Viktor Skripnik war zufrieden. „Leider spielen wir nicht jede Woche so“, meinte der Trainer von Werder II nach dem 3:0 (1:0) über den ETSV Weiche Flensburg. Seine Kicker hatten die richtige Antwort gefunden auf die 0:3-Niederlage in Oldenburg. Sie hatten deutlich gemacht, dass der Spitzenkampf in der Regionalliga Nord durchaus noch ein Thema werden könnte – obwohl die Bremer in dieser Formation vermutlich nicht mehr so oft antreten werden.

Denn Werder II bot am Sonntag alles auf, was sich in den vergangenen Monaten in den Fokus der Bundesligamannschaft gespielt hatte: Neben Julian von Haacke, Levent Aycicek und Özkan Yildirim, die bereits in Oldenburg dabei gewesen waren, auch Martin Kobylanski. Allerdings hatte Viktor Skripnik bereits nach der Derby-Niederlage beim VfB unterstrichen, man benötige für gute Leistungen keine „großen Namen“, sondern große Fußballer.

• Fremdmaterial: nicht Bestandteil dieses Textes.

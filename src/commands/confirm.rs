use reaction_menus::menus::Confirm;
use reaction_menus::nay;
use serenity::all::{
    CommandInteraction, CommandOptionType, Context, CreateCommand, CreateCommandOption,
    ResolvedOption,
};

use crate::commands::{string_option, MenuEnv};
use crate::helpers::{command_followup, menu_context, quiet_response};

pub async fn run(
    options: &[ResolvedOption<'_>],
    ctx: &Context,
    command: &CommandInteraction,
    env: &MenuEnv<'_>,
) {
    let confirm = match string_option(options, "question") {
        Some(question) => Confirm::new(question),
        None => Confirm::default(),
    }
    .with_options(env.config.menu_options());

    quiet_response(ctx, command, "Waiting for your answer...").await;

    let menu_ctx = menu_context(ctx, command, env.notifications);
    match confirm.result(&menu_ctx).await {
        Ok(Some(true)) => command_followup(ctx, command, "You said yes.").await,
        Ok(Some(false)) => command_followup(ctx, command, "You said no.").await,
        Ok(None) => command_followup(ctx, command, "No answer, never mind.").await,
        Err(e) => {
            nay!("Confirm menu failed: {}", e);
            command_followup(ctx, command, "Something went wrong asking you.").await;
        }
    }
}

pub fn register() -> CreateCommand {
    CreateCommand::new("confirm")
        .description("Ask a yes or no question")
        .add_option(CreateCommandOption::new(
            CommandOptionType::String,
            "question",
            "What to ask",
        ))
        .dm_permission(true)
}
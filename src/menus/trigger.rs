use std::collections::HashSet;

use crate::error::{MenuError, MenuResult};

/// Binds a reaction glyph to one of a menu's actions.
#[derive(Debug, Clone, PartialEq, Eq)]
pub struct Trigger<A> {
    pub symbol: String,
    pub action: A,
    /// Where the reaction goes relative to the others. Unpositioned triggers keep list order
    /// after the positioned ones.
    pub position: Option<usize>,
}

impl<A> Trigger<A> {
    pub fn new(symbol: impl Into<String>, action: A) -> Self {
        Self {
            symbol: symbol.into(),
            action,
            position: None,
        }
    }

    pub fn at(mut self, position: usize) -> Self {
        self.position = Some(position);
        self
    }
}

#[derive(Debug, Clone)]
pub struct TriggerTable<A> {
    triggers: Vec<Trigger<A>>,
}

impl<A> TriggerTable<A> {
    pub fn new(mut triggers: Vec<Trigger<A>>) -> MenuResult<Self> {
        if triggers.is_empty() {
            return Err(MenuError::config("a menu needs at least one trigger"));
        }

        let mut seen = HashSet::new();
        for trigger in &triggers {
            if !seen.insert(trigger.symbol.as_str()) {
                return Err(MenuError::config(format!(
                    "reaction {} is bound more than once",
                    trigger.symbol
                )));
            }
        }

        // stable, so equal positions keep their list order
        triggers.sort_by_key(|t| t.position.unwrap_or(usize::MAX));
        Ok(Self { triggers })
    }

    pub fn find(&self, symbol: &str) -> Option<&Trigger<A>> {
        self.triggers.iter().find(|t| t.symbol == symbol)
    }

    pub fn symbols(&self) -> impl Iterator<Item = &str> {
        self.triggers.iter().map(|t| t.symbol.as_str())
    }
}

#[cfg(test)]
mod tests {
    use super::*;

    #[test]
    fn duplicate_symbols_are_rejected() {
        let table = TriggerTable::new(vec![Trigger::new("✅", 1), Trigger::new("✅", 2)]);
        assert!(matches!(table, Err(MenuError::Configuration(_))));
    }

    #[test]
    fn positions_order_the_reactions() {
        let table = TriggerTable::new(vec![
            Trigger::new("c", 3),
            Trigger::new("a", 1).at(0),
            Trigger::new("b", 2).at(1),
        ])
        .unwrap();
        assert_eq!(table.symbols().collect::<Vec<_>>(), ["a", "b", "c"]);
    }

    #[test]
    fn lookup_is_by_exact_symbol() {
        let table = TriggerTable::new(vec![Trigger::new("▶️", "right")]).unwrap();
        assert_eq!(table.find("▶️").map(|t| t.action), Some("right"));
        assert!(table.find("▶").is_none());
    }
}
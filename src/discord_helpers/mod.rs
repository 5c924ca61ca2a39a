pub mod multipage_embed;
pub mod serenity_host;

pub use multipage_embed::{EmbedPaginator, Pacing, TextPages};
pub use serenity_host::SerenityHost;
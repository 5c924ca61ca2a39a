use reaction_menus::discord_helpers::EmbedPaginator;
use reaction_menus::menus::ScrollablePager;
use reaction_menus::{nay, yay};
use serenity::all::{
    CommandInteraction, CommandOptionType, Context, CreateCommand, CreateCommandOption,
    ResolvedOption,
};

use crate::commands::{bool_option, integer_option, string_option, MenuEnv};
use crate::helpers::{command_followup, command_response, menu_context, quiet_response};

const DEFAULT_PAGE_SIZE: i64 = 200;

pub async fn run(
    options: &[ResolvedOption<'_>],
    ctx: &Context,
    command: &CommandInteraction,
    env: &MenuEnv<'_>,
) {
    let Some(text) = string_option(options, "text") else {
        command_response(ctx, command, "You must give some text to page through!").await;
        return;
    };
    let scroll = bool_option(options, "scroll").unwrap_or(true);
    let page_size = integer_option(options, "page_size")
        .unwrap_or(DEFAULT_PAGE_SIZE)
        .max(1);
    let page_size = usize::try_from(page_size).unwrap_or(usize::MAX);

    let pages = match EmbedPaginator::from_text("\u{1f4d6} Pages", text, page_size) {
        Ok(paginator) => paginator.finish(),
        Err(e) => {
            command_response(ctx, command, format!("Can't page that: {e}")).await;
            return;
        }
    };

    quiet_response(ctx, command, format!("{} page(s) coming up.", pages.pages.len())).await;
    let menu_ctx = menu_context(ctx, command, env.notifications);

    if !scroll {
        match pages
            .send(&menu_ctx, command.channel_id, &env.config.menu_options(), env.config.pacing())
            .await
        {
            Ok(sent) => yay!("Posted {} pages", sent.len()),
            Err(e) => {
                nay!("Failed to post pages: {}", e);
                command_followup(ctx, command, "Could not post every page.").await;
            }
        }
        return;
    }

    let pager = match ScrollablePager::new(pages) {
        Ok(pager) => pager.with_options(env.config.menu_options()),
        Err(e) => {
            command_followup(ctx, command, format!("Nothing to show: {e}")).await;
            return;
        }
    };
    if let Err(e) = pager.result(&menu_ctx).await {
        nay!("Pager failed: {}", e);
        command_followup(ctx, command, "Something went wrong with the pager.").await;
    }
}

pub fn register() -> CreateCommand {
    CreateCommand::new("pages")
        .description("Split text into pages")
        .add_option(
            CreateCommandOption::new(CommandOptionType::String, "text", "The text to split")
                .required(true),
        )
        .add_option(CreateCommandOption::new(
            CommandOptionType::Boolean,
            "scroll",
            "Scroll through one message (default) instead of posting every page",
        ))
        .add_option(
            CreateCommandOption::new(
                CommandOptionType::Integer,
                "page_size",
                "Characters per page",
            )
            .min_int_value(1)
            .max_int_value(2048),
        )
        .dm_permission(true)
}
use reaction_menus::config::ConfigSettings;
use reaction_menus::menus::MenuNotification;
use reaction_menus::{hey, nay, say, yay};
use serenity::all::GatewayIntents;
use serenity::Client;
use std::env;
use tokio::sync::broadcast;

use crate::discord_handler::Handler;

mod commands;
mod discord_handler;
mod helpers;

/// Logs every colour picked through a menu, anywhere.
fn spawn_colour_log(mut picks: broadcast::Receiver<MenuNotification>) {
    tokio::spawn(async move {
        loop {
            match picks.recv().await {
                Ok(MenuNotification::ColourPicked(entry)) => {
                    say!("Colour picked: {} #{:06x} ({})", entry.emoji, entry.value, entry.name)
                }
                Err(broadcast::error::RecvError::Lagged(missed)) => {
                    hey!("Colour log fell behind by {} picks", missed)
                }
                Err(broadcast::error::RecvError::Closed) => break,
            }
        }
    });
}

#[tokio::main]
async fn main() {
    yay!("Menu Bot is starting up!");

    if let Err(e) = dotenv::dotenv() {
        hey!("No .env file loaded: {}", e);
    }

    let Ok(token) = env::var("DISCORD_TOKEN") else {
        nay!("DISCORD_TOKEN not found in environment");
        return;
    };

    let intents = GatewayIntents::GUILDS
        | GatewayIntents::GUILD_MESSAGES
        | GatewayIntents::GUILD_MESSAGE_REACTIONS
        | GatewayIntents::DIRECT_MESSAGES
        | GatewayIntents::DIRECT_MESSAGE_REACTIONS;

    say!("Loading config...");
    let config = ConfigSettings::get();
    say!("Config loaded!");

    let (notifications, picks) = broadcast::channel(32);
    spawn_colour_log(picks);

    let Ok(mut client) = Client::builder(token, intents)
        .event_handler(Handler {
            config,
            notifications,
        })
        .await
    else {
        nay!("Error creating client");
        return;
    };

    if let Err(err) = client.start().await {
        nay!("Client error: {}", err);
    }
}
//! A scripted, in-memory chat service for driving whole menus.

#![allow(dead_code)]

use std::collections::VecDeque;
use std::sync::atomic::{AtomicBool, AtomicU64, Ordering};
use std::sync::{Arc, Mutex};
use std::time::Duration;

use reaction_menus::host::{
    MenuHost, MessageHandle, MessagePredicate, ReactionEvent, ReactionFilter, ReactionStream,
};
use reaction_menus::menus::{Invoker, MenuContext, MenuNotification};
use reaction_menus::{MenuError, MenuResult};
use serenity::all::{ChannelId, CreateEmbed, MessageId, UserId};
use serenity::async_trait;
use serenity::futures::StreamExt;
use serde_json::Value;
use tokio::sync::broadcast;

pub const BOT: UserId = UserId::new(1);
pub const INVOKER: UserId = UserId::new(42);
pub const STRANGER: UserId = UserId::new(99);
pub const CHANNEL: ChannelId = ChannelId::new(500);

/// Something the menu did to the chat service.
#[derive(Debug, Clone, PartialEq)]
pub enum Call {
    Send { message: MessageHandle, embed: Value },
    Edit { message: MessageHandle, embed: Value },
    React { message: MessageHandle, symbol: String },
    Unreact { message: MessageHandle, symbol: String, user: UserId },
    Delete { channel: ChannelId, messages: Vec<MessageId> },
    Purge { channel: ChannelId, deleted: usize },
}

/// One scripted step, consumed by whichever menu is listening at the time.
#[derive(Debug, Clone)]
pub enum Step {
    Click { user: UserId, emoji: String, bot: bool },
    /// Let (virtual) time pass before the next step.
    Pause(Duration),
}

pub fn click(emoji: &str) -> Step {
    Step::Click {
        user: INVOKER,
        emoji: emoji.to_string(),
        bot: false,
    }
}

pub fn click_by(user: UserId, emoji: &str) -> Step {
    Step::Click {
        user,
        emoji: emoji.to_string(),
        bot: false,
    }
}

pub fn bot_click(emoji: &str) -> Step {
    Step::Click {
        user: UserId::new(77),
        emoji: emoji.to_string(),
        bot: true,
    }
}

#[derive(Default)]
pub struct MockHost {
    next_id: AtomicU64,
    calls: Mutex<Vec<Call>>,
    script: Arc<Mutex<VecDeque<Step>>>,
    /// Channel history available to purges, oldest first.
    history: Mutex<Vec<MessageId>>,
    pub fail_reactions: AtomicBool,
}

impl MockHost {
    pub fn scripted(steps: impl IntoIterator<Item = Step>) -> Arc<Self> {
        let host = Self::default();
        host.next_id.store(1000, Ordering::SeqCst);
        host.script.lock().unwrap().extend(steps);
        Arc::new(host)
    }

    pub fn calls(&self) -> Vec<Call> {
        self.calls.lock().unwrap().clone()
    }

    pub fn sent(&self) -> Vec<(MessageHandle, Value)> {
        self.calls()
            .into_iter()
            .filter_map(|c| match c {
                Call::Send { message, embed } => Some((message, embed)),
                _ => None,
            })
            .collect()
    }

    pub fn edits(&self) -> Vec<Value> {
        self.calls()
            .into_iter()
            .filter_map(|c| match c {
                Call::Edit { embed, .. } => Some(embed),
                _ => None,
            })
            .collect()
    }

    /// Every message id that was deleted, in order, however it was deleted.
    pub fn deleted(&self) -> Vec<MessageId> {
        self.calls()
            .into_iter()
            .filter_map(|c| match c {
                Call::Delete { messages, .. } => Some(messages),
                _ => None,
            })
            .flatten()
            .collect()
    }

    pub fn reactions_on(&self, message: MessageHandle) -> Vec<String> {
        self.calls()
            .into_iter()
            .filter_map(|c| match c {
                Call::React { message: m, symbol } if m == message => Some(symbol),
                _ => None,
            })
            .collect()
    }

    pub fn remaining_steps(&self) -> usize {
        self.script.lock().unwrap().len()
    }

    fn record(&self, call: Call) {
        self.calls.lock().unwrap().push(call);
    }
}

pub fn description(embed: &Value) -> &str {
    embed["description"].as_str().unwrap_or_default()
}

pub fn title(embed: &Value) -> &str {
    embed["title"].as_str().unwrap_or_default()
}

#[async_trait]
impl MenuHost for MockHost {
    fn bot_id(&self) -> UserId {
        BOT
    }

    async fn send(&self, channel_id: ChannelId, embed: CreateEmbed) -> MenuResult<MessageHandle> {
        let message_id = MessageId::new(self.next_id.fetch_add(1, Ordering::SeqCst));
        let message = MessageHandle {
            channel_id,
            message_id,
        };
        self.history.lock().unwrap().push(message_id);
        self.record(Call::Send {
            message,
            embed: serde_json::to_value(&embed).unwrap(),
        });
        Ok(message)
    }

    async fn edit(&self, message: MessageHandle, embed: CreateEmbed) -> MenuResult<()> {
        self.record(Call::Edit {
            message,
            embed: serde_json::to_value(&embed).unwrap(),
        });
        Ok(())
    }

    async fn add_reaction(&self, message: MessageHandle, symbol: &str) -> MenuResult<()> {
        if self.fail_reactions.load(Ordering::SeqCst) {
            return Err(MenuError::Network(serenity::Error::Other(
                "missing Add Reactions permission",
            )));
        }
        self.record(Call::React {
            message,
            symbol: symbol.to_string(),
        });
        Ok(())
    }

    async fn remove_reaction(
        &self,
        message: MessageHandle,
        symbol: &str,
        user_id: UserId,
    ) -> MenuResult<()> {
        self.record(Call::Unreact {
            message,
            symbol: symbol.to_string(),
            user: user_id,
        });
        Ok(())
    }

    async fn delete_messages(
        &self,
        channel_id: ChannelId,
        messages: &[MessageId],
    ) -> MenuResult<()> {
        self.history
            .lock()
            .unwrap()
            .retain(|id| !messages.contains(id));
        self.record(Call::Delete {
            channel: channel_id,
            messages: messages.to_vec(),
        });
        Ok(())
    }

    async fn delete_messages_matching(
        &self,
        channel_id: ChannelId,
        after: MessageId,
        predicate: MessagePredicate<'_>,
    ) -> MenuResult<usize> {
        let doomed: Vec<MessageId> = self
            .history
            .lock()
            .unwrap()
            .iter()
            .copied()
            .filter(|id| *id > after && predicate(*id))
            .collect();
        self.history
            .lock()
            .unwrap()
            .retain(|id| !doomed.contains(id));
        self.record(Call::Purge {
            channel: channel_id,
            deleted: doomed.len(),
        });
        Ok(doomed.len())
    }

    fn subscribe(&self, filter: ReactionFilter) -> ReactionStream {
        let script = Arc::clone(&self.script);
        serenity::futures::stream::unfold((script, filter), |(script, filter)| async move {
            loop {
                let step = script.lock().unwrap().pop_front();
                match step {
                    Some(Step::Pause(duration)) => tokio::time::sleep(duration).await,
                    Some(Step::Click { user, emoji, bot }) => {
                        let event = ReactionEvent {
                            channel_id: CHANNEL,
                            message_id: filter.message_id,
                            user_id: user,
                            user_is_bot: bot,
                            emoji,
                        };
                        if filter.matches(&event) {
                            return Some((event, (script, filter)));
                        }
                    }
                    None => std::future::pending::<()>().await,
                }
            }
        })
        .boxed()
    }
}

pub struct Harness {
    pub host: Arc<MockHost>,
    pub ctx: MenuContext,
    pub notifications: broadcast::Receiver<MenuNotification>,
}

pub fn harness(steps: impl IntoIterator<Item = Step>) -> Harness {
    let host = MockHost::scripted(steps);
    let (tx, notifications) = broadcast::channel(8);
    let invoker = Invoker {
        id: INVOKER,
        name: "tester".to_string(),
        avatar_url: None,
    };
    let ctx = MenuContext::new(host.clone(), invoker, CHANNEL, tx);
    Harness {
        host,
        ctx,
        notifications,
    }
}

Einen Einfluss auf das Verhalten des Gegners schien das Aufgebot talentierter Jungkicker jedoch zu haben. Denn der Gast aus Flensburg schien beeindruckt und startete – von Werders Offensive unter Druck gesetzt – mit einigen Abwehrfehlern. Der dritte Schnitzer in Weiches Abwehr hatte Konsequenzen: Kobylanski kam auf dem linken Flügel in Ballbesitz, passte in die Mitte, und dort traf Aleksandar Stevanovic aus vier Metern ins leere Tor.

Das hätte durchaus der Auftakt zu einer turbulenten Partie sein können, doch auf diesem Niveau sollte es nicht weitergehen. Weil sich der Gast fing und in der Folge besser stand, und weil Werder in der ersten Halbzeit zwar immer mal wieder Tempo aufnahm, aber sehr selten wirklich zielführend auftrat. Weshalb Chancen im ersten Durchgang Mangelware blieben. Nachdem Weiches Jonas Walter einen Freistoß knapp übers Tor gesetzt hatte (9.), scheiterte Kobylanski, als er aus 16 Metern einen Flensburger Abwehrspieler anschoss (33.). Es war also durchaus Luft nach oben zur Pause.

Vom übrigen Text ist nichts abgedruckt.